Following childbirth, it can take a couple of days for your bowels to move properly again. And if you've had any stitches you may be afraid to push or strain in case you tear. Make sure to watch your diet in these early days, drink lots of water and eat high-fibre foods. See your doctor if you've not had a bowel movement after a week.
If you delivered by caesarean section, you will not only experience the joys of welcoming your new bub into the world, you will also need to recover from the major abdominal surgery. Once the anaesthetic wears off, be prepared: you will experience some pain at the wound site, though medication will be prescribed to make you more comfortable. The clips or stitches from your cut will be removed on about day four and, while this is not particularly painful, it may cause some discomfort. You'll need to take it easy and not exert yourself too much.
When the dressing is removed, have a good look at your wound. In most caesareans, the cut is made along the bikini line. Although your scar will appear red at first, it will gradually fade over the coming months. If the wound starts to bleed or becomes inflamed, see your doctor for treatment. Within a year or two the scar will become a faint line.
Childbirth weakens your perineal and pelvic floor muscles. As a result you may experience light bladder leakage for a couple of months following. The best way to recover from this is to do your pelvic floor exercises, or "Kegel's", they will help restore vaginal muscle tone more quickly. You can do these anywhere at any time - simply contract your muscles as you would if you were trying to stop yourself from urinating, hold for about 10 seconds, and repeat.
If the problem worsens or still persists after a few months be sure to see your doctor.

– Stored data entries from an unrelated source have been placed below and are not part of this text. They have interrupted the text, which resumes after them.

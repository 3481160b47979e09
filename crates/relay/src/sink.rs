use std::sync::atomic::{AtomicBool, Ordering};
use std::sync::Arc;

use tokio::sync::mpsc;

use crate::event::StreamEvent;

/// Explicit sink lifecycle. Transitions only move forward:
/// `Open → Closing → Closed`.
#[derive(Debug, Clone, Copy, PartialEq, Eq)]
pub enum SinkState {
    Open,
    Closing,
    Closed,
}

/// A write guard around the downstream event channel.
///
/// Emits are accepted only while `Open`. The first failed send (the
/// downstream receiver is gone) flips the state to `Closed`; every later
/// emit is a no-op rather than an error, so the relay loop can keep
/// draining its current read without special-casing a dead consumer.
pub struct GuardedSink {
    tx: Option<mpsc::Sender<StreamEvent>>,
    state: SinkState,
}

impl GuardedSink {
    pub fn new(tx: mpsc::Sender<StreamEvent>) -> Self {
        Self {
            tx: Some(tx),
            state: SinkState::Open,
        }
    }

    /// Deliver an event downstream. Returns whether it was actually written.
    pub async fn emit(&mut self, event: StreamEvent) -> bool {
        if self.state != SinkState::Open {
            return false;
        }
        let Some(tx) = &self.tx else {
            return false;
        };
        if tx.send(event).await.is_err() {
            tracing::debug!("downstream receiver dropped, suppressing further writes");
            self.state = SinkState::Closed;
            self.tx = None;
            return false;
        }
        true
    }

    /// Idempotent close: releases the sender so the downstream stream ends.
    /// Calling it again is a no-op, never an error.
    pub fn close(&mut self) {
        if self.state == SinkState::Closed {
            return;
        }
        self.state = SinkState::Closing;
        self.tx.take();
        self.state = SinkState::Closed;
    }

    pub fn is_closed(&self) -> bool {
        self.state == SinkState::Closed
    }

    pub fn state(&self) -> SinkState {
        self.state
    }
}

/// Caller-driven cancellation signal, observed by the relay loop once per
/// parsed line.
#[derive(Debug, Clone, Default)]
pub struct CancelFlag(Arc<AtomicBool>);

impl CancelFlag {
    pub fn new() -> Self {
        Self::default()
    }

    pub fn cancel(&self) {
        self.0.store(true, Ordering::SeqCst);
    }

    pub fn is_cancelled(&self) -> bool {
        self.0.load(Ordering::SeqCst)
    }
}
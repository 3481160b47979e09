use serde::{Deserialize, Serialize};

/// Accumulated usage across a batch call.
#[derive(Debug, Clone, Copy, Default, PartialEq, Serialize, Deserialize)]
pub struct Usage {
    pub total_tokens: u64,
    /// Best-effort running cost. A batch whose response omits a cost field
    /// contributes zero rather than failing the operation.
    pub cost_usd: f64,
}

/// Local cache statistics for one batch call.
#[derive(Debug, Clone, Copy, PartialEq, Serialize, Deserialize)]
pub struct CacheStats {
    pub hits: u64,
    pub misses: u64,
    pub hit_rate: f64,
}

/// Result of a batch embedding call.
///
/// Invariant: `vectors.len()` equals the input length and `vectors[i]`
/// corresponds to input `i`, under every failure pattern.
#[derive(Debug, Clone, Serialize)]
pub struct BatchResult {
    pub vectors: Vec<Vec<f32>>,
    pub usage: Usage,
    #[serde(skip_serializing_if = "Option::is_none")]
    pub cache_stats: Option<CacheStats>,
    /// Positions filled with a zero vector after every retry tier failed.
    pub substituted: usize,
}

// ── Backend wire contract ───────────────────────────────────────────────
// Request: { "texts": [...], "model": "..." }
// Response: { "data": [{"embedding": [...]}], "usage": {...}, "cache_stats": {...} }

#[derive(Debug, Deserialize)]
pub struct EmbedResponseWire {
    pub data: Vec<EmbeddingItemWire>,
    #[serde(default)]
    pub usage: Option<UsageWire>,
    #[serde(default)]
    pub cache_stats: Option<CacheStatsWire>,
}

#[derive(Debug, Deserialize)]
pub struct EmbeddingItemWire {
    pub embedding: Vec<f32>,
}

#[derive(Debug, Clone, Copy, Deserialize)]
pub struct UsageWire {
    #[serde(default)]
    pub total_tokens: u64,
    #[serde(default)]
    pub cost: Option<f64>,
}

#[derive(Debug, Clone, Copy, Deserialize)]
pub struct CacheStatsWire {
    #[serde(default)]
    pub hits: u64,
    #[serde(default)]
    pub misses: u64,
    #[serde(default)]
    pub hit_rate: Option<f64>,
}

#[cfg(test)]
mod tests {
    use super::*;

    #[test]
    fn wire_response_full() {
        let raw = r#"{
            "data": [{"embedding": [0.1, 0.2]}, {"embedding": [0.3, 0.4]}],
            "usage": {"total_tokens": 42, "cost": 0.0005},
            "cache_stats": {"hits": 1, "misses": 1, "hit_rate": 0.5}
        }"#;
        let wire: EmbedResponseWire = serde_json::from_str(raw).unwrap();
        assert_eq!(wire.data.len(), 2);
        assert_eq!(wire.data[1].embedding, vec![0.3, 0.4]);
        assert_eq!(wire.usage.unwrap().total_tokens, 42);
        assert_eq!(wire.cache_stats.unwrap().hits, 1);
    }

    #[test]
    fn wire_response_minimal() {
        // usage and cache_stats are optional, cost is optional within usage
        let raw = r#"{"data": [{"embedding": [1.0]}], "usage": {"total_tokens": 7}}"#;
        let wire: EmbedResponseWire = serde_json::from_str(raw).unwrap();
        assert!(wire.cache_stats.is_none());
        let usage = wire.usage.unwrap();
        assert_eq!(usage.total_tokens, 7);
        assert!(usage.cost.is_none());
    }

    #[test]
    fn batch_result_serializes_without_empty_cache_stats() {
        let result = BatchResult {
            vectors: vec![vec![0.0; 2]],
            usage: Usage::default(),
            cache_stats: None,
            substituted: 0,
        };
        let json = serde_json::to_value(&result).unwrap();
        assert!(json.get("cache_stats").is_none());
        assert_eq!(json["substituted"], 0);
    }
}
//! Upstream SSE normalization.
//!
//! Consumes a byte stream of newline-delimited `data: <json>` frames and
//! relays them to a [`GuardedSink`] as [`StreamEvent`]s, in source order.
//! Chunk boundaries are arbitrary: a read may end mid-line or mid-UTF-8
//! sequence, so bytes are buffered and only complete lines are decoded.
//! Cancellation is observed once per parsed line, bounding extra work after
//! a cancel to a single in-flight line.

use bytes::Bytes;
use futures::{pin_mut, Stream, StreamExt};

use crate::event::{classify_payload, RelayMode, SearchResult, StreamEvent};
use crate::sink::{CancelFlag, GuardedSink};

const DATA_PREFIX: &str = "data:";
const DONE_SENTINEL: &str = "[DONE]";

/// Why the relay stopped. The first of these to occur wins.
#[derive(Debug, Clone, Copy, PartialEq, Eq)]
pub enum Termination {
    /// Upstream sent the `data: [DONE]` sentinel.
    Sentinel,
    /// The upstream byte stream ended naturally.
    UpstreamEnd,
    /// An error event was emitted; nothing follows it.
    ErrorEvent,
    /// The caller cancelled the relay.
    Cancelled,
    /// The downstream consumer went away. Not an error.
    Disconnected,
}

impl Termination {
    /// Stable label for logs and metrics.
    pub fn as_str(&self) -> &'static str {
        match self {
            Termination::Sentinel => "sentinel",
            Termination::UpstreamEnd => "upstream_end",
            Termination::ErrorEvent => "error_event",
            Termination::Cancelled => "cancelled",
            Termination::Disconnected => "disconnected",
        }
    }
}

/// What one relayed stream produced. The assembled content and citation
/// list is what the persistence collaborator receives once the stream is
/// over; the gateway itself only reports it.
#[derive(Debug)]
pub struct RelayOutcome {
    pub content: String,
    pub citations: Vec<SearchResult>,
    /// Events handed to the guarded sink (including suppressed writes).
    pub events: usize,
    pub termination: Termination,
}

enum LineFlow {
    Continue,
    Stop(Termination),
}

/// Relay `upstream` into `sink` until the first termination condition.
pub async fn normalize<S, E>(
    upstream: S,
    sink: &mut GuardedSink,
    mode: RelayMode,
    cancel: &CancelFlag,
) -> RelayOutcome
where
    S: Stream<Item = Result<Bytes, E>>,
    E: std::fmt::Display,
{
    pin_mut!(upstream);

    let mut outcome = RelayOutcome {
        content: String::new(),
        citations: Vec::new(),
        events: 0,
        termination: Termination::UpstreamEnd,
    };
    // Bytes of the current incomplete line: carried between reads, never
    // dropped, never double-processed.
    let mut buffer: Vec<u8> = Vec::new();

    'read: while let Some(chunk) = upstream.next().await {
        let chunk = match chunk {
            Ok(chunk) => chunk,
            Err(err) => {
                // A broken transport mid-stream is terminal: surface exactly
                // one error frame, then stop.
                let event = StreamEvent::Error {
                    message: format!("upstream stream failed: {err}"),
                };
                outcome.events += 1;
                sink.emit(event).await;
                outcome.termination = Termination::ErrorEvent;
                break 'read;
            }
        };
        buffer.extend_from_slice(&chunk);

        while let Some(newline) = buffer.iter().position(|&b| b == b'\n') {
            let line_bytes: Vec<u8> = buffer.drain(..=newline).collect();
            if cancel.is_cancelled() {
                outcome.termination = Termination::Cancelled;
                break 'read;
            }
            match handle_line(&line_bytes[..newline], mode, sink, &mut outcome).await {
                LineFlow::Continue => {}
                LineFlow::Stop(termination) => {
                    outcome.termination = termination;
                    break 'read;
                }
            }
        }

        // A dead consumer suppressed this read's writes; stop draining at
        // the read boundary so the upstream connection is released.
        if sink.is_closed() {
            outcome.termination = Termination::Disconnected;
            break 'read;
        }
    }

    // A final frame may arrive without a trailing newline.
    if outcome.termination == Termination::UpstreamEnd && !buffer.is_empty() {
        if let LineFlow::Stop(termination) = handle_line(&buffer, mode, sink, &mut outcome).await {
            outcome.termination = termination;
        }
    }

    outcome
}

async fn handle_line(
    raw: &[u8],
    mode: RelayMode,
    sink: &mut GuardedSink,
    outcome: &mut RelayOutcome,
) -> LineFlow {
    let line = match std::str::from_utf8(raw) {
        Ok(line) => line.trim_end_matches('\r'),
        Err(err) => {
            tracing::warn!(error = %err, "skipping non-UTF-8 upstream line");
            return LineFlow::Continue;
        }
    };

    // Blank lines are frame separators.
    if line.is_empty() {
        return LineFlow::Continue;
    }
    let Some(payload) = line.strip_prefix(DATA_PREFIX) else {
        tracing::trace!("ignoring non-data upstream line");
        return LineFlow::Continue;
    };
    let payload = payload.trim_start();

    if payload == DONE_SENTINEL {
        return LineFlow::Stop(Termination::Sentinel);
    }

    let value: serde_json::Value = match serde_json::from_str(payload) {
        Ok(value) => value,
        Err(err) => {
            tracing::warn!(error = %err, "skipping malformed upstream frame");
            return LineFlow::Continue;
        }
    };

    let Some(event) = classify_payload(&value, mode) else {
        return LineFlow::Continue;
    };

    match &event {
        StreamEvent::Content { text } => outcome.content.push_str(text),
        StreamEvent::SearchResults { results } => outcome.citations.extend(results.clone()),
        _ => {}
    }
    let is_error = event.is_error();
    outcome.events += 1;
    sink.emit(event).await;

    if is_error {
        LineFlow::Stop(Termination::ErrorEvent)
    } else {
        LineFlow::Continue
    }
}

Pain and inflammation "down there"
Following a natural birth, your vagina will be stretched, swollen and bruised (which is not surprising given what it has just accomplished!). However, over the next few days the swelling will start to settle and your vagina will begin to regain its muscle tone. The best thing for easing discomfort and inflammation is to apply an ice pack, or a cooled gel pad.
If you had an episiotomy or perineal tear during delivery, you will have additional discomfort to the area. The perineum is a sensitive site and the pain from a cut or stitches may range in severity from mild to quite intense. The wound will generally heal within 10 days, but you may experience ongoing tenderness for up to a month.
Change your maternity pad regularly to keep the area clean. See your doctor if the pain increases, or the area becomes increasingly red and swollen - this could be the sign of an infection. If the problem is haemorrhoids, an over-the-counter topical cream will help.
For a month or two after the birth, your vagina will pass a discharge called lochia. It consists of blood and sloughed tissue from the lining of your uterus. For the first few days, the lochia will be bright red as it contains a fair amount of blood. A couple of days after delivery, the lochia will be more watery and pinkish in colour. Ten days later the discharge will be considerably less and will appear yellow-white. It will taper off over the next few weeks.
Avoid using tampons for at least six weeks postpartum - use maternity pads instead and stock up on cheap underwear. Breastfeeding will help as it makes the uterus contract. If the bleeding persists and is still bright red and heavy after a week, or if you're experiencing severe abdominal pain, visit your doctor.